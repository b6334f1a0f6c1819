use thiserror::Error;

use crate::flows::FlowTransitionError;

#[derive(Clone, Debug, Error, PartialEq, Eq)]
pub enum DomainError {
    #[error(transparent)]
    FlowTransition(#[from] FlowTransitionError),
    #[error("step `{step_id}` is incomplete: {message}")]
    IncompleteConfiguration { step_id: String, message: String },
}

#[cfg(test)]
mod tests {
    use crate::errors::DomainError;
    use crate::flows::FlowTransitionError;

    #[test]
    fn incomplete_configuration_names_the_step() {
        let error = DomainError::IncompleteConfiguration {
            step_id: "sauces".to_owned(),
            message: "Please select at least 1 option for sauces.".to_owned(),
        };

        assert_eq!(
            error.to_string(),
            "step `sauces` is incomplete: Please select at least 1 option for sauces."
        );
    }

    #[test]
    fn flow_errors_convert_transparently() {
        let error = DomainError::from(FlowTransitionError::UnknownStep {
            step_id: "drinks".to_owned(),
        });

        assert!(matches!(error, DomainError::FlowTransition(_)));
        assert_eq!(error.to_string(), "step `drinks` is not part of this flow");
    }
}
==============================
Activity: The whole listing above should be copied out exactly.

Finished exercise:
repository b6334f1a0f6c1819
use thiserror::Error;

use crate::flows::FlowTransitionError;

#[derive(Clone, Debug, Error, PartialEq, Eq)]
pub enum DomainError {
    #[error(transparent)]
    FlowTransition(#[from] FlowTransitionError),
    #[error("step `{step_id}` is incomplete: {message}")]
    IncompleteConfiguration { step_id: String, message: String },
}

#[cfg(test)]
mod tests {
    use crate::errors::DomainError;
    use crate::flows::FlowTransitionError;

    #[test]
    fn incomplete_configuration_names_the_step() {
        let error = DomainError::IncompleteConfiguration {
            step_id: "sauces".to_owned(),
            message: "Please select at least 1 option for sauces.".to_owned(),
        };

        assert_eq!(
            error.to_string(),
            "step `sauces` is incomplete: Please select at least 1 option for sauces."
        );
    }

    #[test]
    fn flow_errors_convert_transparently() {
        let error = DomainError::from(FlowTransitionError::UnknownStep {
            step_id: "drinks".to_owned(),
        });

        assert!(matches!(error, DomainError::FlowTransition(_)));
        assert_eq!(error.to_string(), "step `drinks` is not part of this flow");
    }
}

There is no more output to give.